FPC can at least do something about it. In e.g. Delphi there are the same speed problems with local procedures declared after local variables and they can't be fixed!

The cause is that local procedures (entry points at least) are also allocated on the stack and the stack is byte aligned by default. That means you can also pad the stack, but the localmin will do that for you.
Thus you can make sure the procedure is called on a natural boundary. Try it!, this has huge effect. IsNested works afaik similar, but takes some getting used to and access to local vars is difficult.

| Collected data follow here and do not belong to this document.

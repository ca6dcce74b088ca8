//! Render worker reached over HTTP.
//!
//! `POST {endpoint}/chunks` with a [`WorkerRequest`]. A 2xx response carries
//! the [`ChunkResult`]; any other status carries a [`WorkerErrorBody`].
//!
//! A worker may instead answer `application/x-ndjson`: one
//! [`WorkerStreamLine`] per line, any number of progress lines and then a
//! single result or error line. Progress lines are forwarded as
//! `Rendering` events while the chunk is still running.

use std::time::Duration;

use async_trait::async_trait;
use reqwest::header::CONTENT_TYPE;
use reqwest::{Client, Response, StatusCode};
use serde::{Deserialize, Serialize};
use tracing::debug;

use super::config::WorkerConfig;
use super::traits::{JobContext, RenderWorker};
use crate::job::{ChunkJob, ChunkResult, RenderMetadata};
use crate::progress::{ProgressEvent, ProgressHandle};
use crate::retry::{TmpDirState, WorkerError};

/// Request body sent to the worker.
#[derive(Debug, Serialize, Deserialize)]
pub struct WorkerRequest {
    pub job: ChunkJob,
    pub metadata: RenderMetadata,
    pub version: String,
}

/// Structured error body returned by the worker.
#[derive(Debug, Clone, Serialize, Deserialize)]
pub struct WorkerErrorBody {
    #[serde(default)]
    pub kind: Option<String>,
    pub message: String,
    #[serde(default)]
    pub stack: Option<String>,
    #[serde(default)]
    pub worker_version: Option<String>,
    #[serde(default)]
    pub tmp_dir: Option<TmpDirState>,
}

impl WorkerErrorBody {
    fn into_error(self, caller_version: &str) -> WorkerError {
        match self.kind.as_deref() {
            Some("flaky") => WorkerError::Flaky {
                message: self.message,
            },
            Some("validation") => WorkerError::Validation {
                message: self.message,
            },
            Some("version_mismatch") => WorkerError::VersionMismatch {
                worker: self.worker_version.unwrap_or_else(|| "unknown".to_string()),
                caller: caller_version.to_string(),
            },
            Some("fatal") => WorkerError::Fatal {
                message: self.message,
            },
            Some("storage_exhaustion") => WorkerError::StorageExhaustion {
                message: self.message,
                tmp_dir: self.tmp_dir,
            },
            _ => WorkerError::from_message(self.message, self.stack),
        }
    }
}

/// One line of a streamed worker response.
#[derive(Debug, Deserialize)]
#[serde(tag = "type", rename_all = "snake_case")]
pub enum WorkerStreamLine {
    Progress { frames_rendered: u64 },
    Result(ChunkResult),
    Error(WorkerErrorBody),
}

/// Parses one streamed line. Blank lines yield `None`.
pub fn parse_stream_line(line: &[u8]) -> Result<Option<WorkerStreamLine>, WorkerError> {
    let line = line.trim_ascii();
    if line.is_empty() {
        return Ok(None);
    }
    serde_json::from_slice(line)
        .map(Some)
        .map_err(|e| WorkerError::failure(format!("invalid worker stream line: {}", e)))
}

/// Worker client over HTTP.
pub struct HttpRenderWorker {
    client: Client,
    endpoint: String,
    request_timeout_ms: u64,
}

impl HttpRenderWorker {
    pub fn new(config: WorkerConfig) -> Result<Self, WorkerError> {
        if config.endpoint.trim().is_empty() {
            return Err(WorkerError::Fatal {
                message: "worker endpoint is not configured".to_string(),
            });
        }

        let client = Client::builder()
            .timeout(Duration::from_millis(config.request_timeout_ms))
            .connect_timeout(Duration::from_millis(config.connect_timeout_ms))
            .build()
            .map_err(|e| WorkerError::Fatal {
                message: format!("failed to build HTTP client: {}", e),
            })?;

        Ok(Self {
            client,
            endpoint: config.endpoint.trim_end_matches('/').to_string(),
            request_timeout_ms: config.request_timeout_ms,
        })
    }

    fn map_transport_error(&self, err: reqwest::Error) -> WorkerError {
        if err.is_timeout() {
            WorkerError::Timeout {
                timeout_ms: self.request_timeout_ms,
            }
        } else if err.is_connect() {
            WorkerError::flaky(format!("connection failed: {}", err))
        } else {
            WorkerError::from_message(err.to_string(), None)
        }
    }

    /// Reads an NDJSON response until its result or error line.
    async fn read_stream(
        &self,
        mut response: Response,
        job: &ChunkJob,
        ctx: &JobContext,
        progress: &ProgressHandle,
    ) -> Result<ChunkResult, WorkerError> {
        let mut buffer: Vec<u8> = Vec::new();
        let mut finished = false;
        while !finished {
            match response
                .chunk()
                .await
                .map_err(|e| self.map_transport_error(e))?
            {
                Some(bytes) => buffer.extend_from_slice(&bytes),
                None => finished = true,
            }

            loop {
                let line: Vec<u8> = match buffer.iter().position(|b| *b == b'\n') {
                    Some(end) => buffer.drain(..=end).collect(),
                    // The last line may lack a trailing newline.
                    None if finished && !buffer.is_empty() => std::mem::take(&mut buffer),
                    None => break,
                };
                match parse_stream_line(&line)? {
                    None => {}
                    Some(WorkerStreamLine::Progress { frames_rendered }) => {
                        progress
                            .emit(ProgressEvent::Rendering {
                                chunk_index: job.chunk_index,
                                frames_rendered,
                            })
                            .await;
                    }
                    Some(WorkerStreamLine::Result(result)) => return Ok(result),
                    Some(WorkerStreamLine::Error(body)) => {
                        return Err(body.into_error(&ctx.caller_version))
                    }
                }
            }
        }
        Err(WorkerError::failure("worker stream ended without a result"))
    }
}

fn is_ndjson(response: &Response) -> bool {
    response
        .headers()
        .get(CONTENT_TYPE)
        .and_then(|v| v.to_str().ok())
        .map(|v| v.starts_with("application/x-ndjson"))
        .unwrap_or(false)
}

#[async_trait]
impl RenderWorker for HttpRenderWorker {
    fn name(&self) -> &str {
        "http"
    }

    async fn invoke(
        &self,
        job: &ChunkJob,
        ctx: &JobContext,
        progress: ProgressHandle,
    ) -> Result<ChunkResult, WorkerError> {
        let url = format!("{}/chunks", self.endpoint);
        debug!(
            job_id = %job.job_id,
            chunk = job.chunk_index,
            attempt = job.attempt,
            "Invoking HTTP worker"
        );

        let body = WorkerRequest {
            job: job.clone(),
            metadata: (*ctx.metadata).clone(),
            version: ctx.caller_version.clone(),
        };

        let response = self
            .client
            .post(&url)
            .json(&body)
            .send()
            .await
            .map_err(|e| self.map_transport_error(e))?;

        let status = response.status();
        if status.is_success() {
            if is_ndjson(&response) {
                return self.read_stream(response, job, ctx, &progress).await;
            }
            return response
                .json::<ChunkResult>()
                .await
                .map_err(|e| WorkerError::failure(format!("invalid worker response: {}", e)));
        }

        let text = response.text().await.unwrap_or_default();
        match serde_json::from_str::<WorkerErrorBody>(&text) {
            Ok(body) => Err(body.into_error(&ctx.caller_version)),
            Err(_) if is_gateway_status(status) => {
                Err(WorkerError::flaky(format!("worker gateway returned {}", status)))
            }
            Err(_) => Err(WorkerError::from_message(
                format!("worker returned {}: {}", status, text),
                None,
            )),
        }
    }
}

fn is_gateway_status(status: StatusCode) -> bool {
    matches!(
        status,
        StatusCode::BAD_GATEWAY | StatusCode::SERVICE_UNAVAILABLE | StatusCode::GATEWAY_TIMEOUT
    )
}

This may be not totally correct, but it is close and aligning the stack works magic.

For beginners on the subject or as a guideline:
32 bit platform: {$codealign localmin=4}
64 bit platform: {$codealign localmin=8}

Codealign is a local switch, so can be used with {$push}/{$pop} on a very finely grained basis.
« Last Edit: August 16, 2019, 06:09:30 pm by Thaddy »
Read the manuals and if you are a professional get a proper education in computer science. Makes the forum a lot cleaner.

BOSHU

  • Newbie
  • Posts: 1
Re: inlining slows execution
« Reply #8 on: August 16, 2019, 06:10:23 pm »
Probably it's an allignment problem.
See https://bugs.freepascal.org/view.php?id=26089

Thaddy

  • Hero Member
  • *****
  • Posts: 8511
Re: inlining slows execution
« Reply #9 on: August 16, 2019, 07:06:47 pm »
Yes, but can be mitigated as I explained. AFAIK you can not do that in Delphi.
(Wasn't it that it - ($codealign localmin} etc - was introduced because of that?)
That report discusses 2.6.2
« Last Edit: August 16, 2019, 07:34:10 pm by Thaddy »
Read the manuals and if you are a professional get a proper education in computer science. Makes the forum a lot cleaner.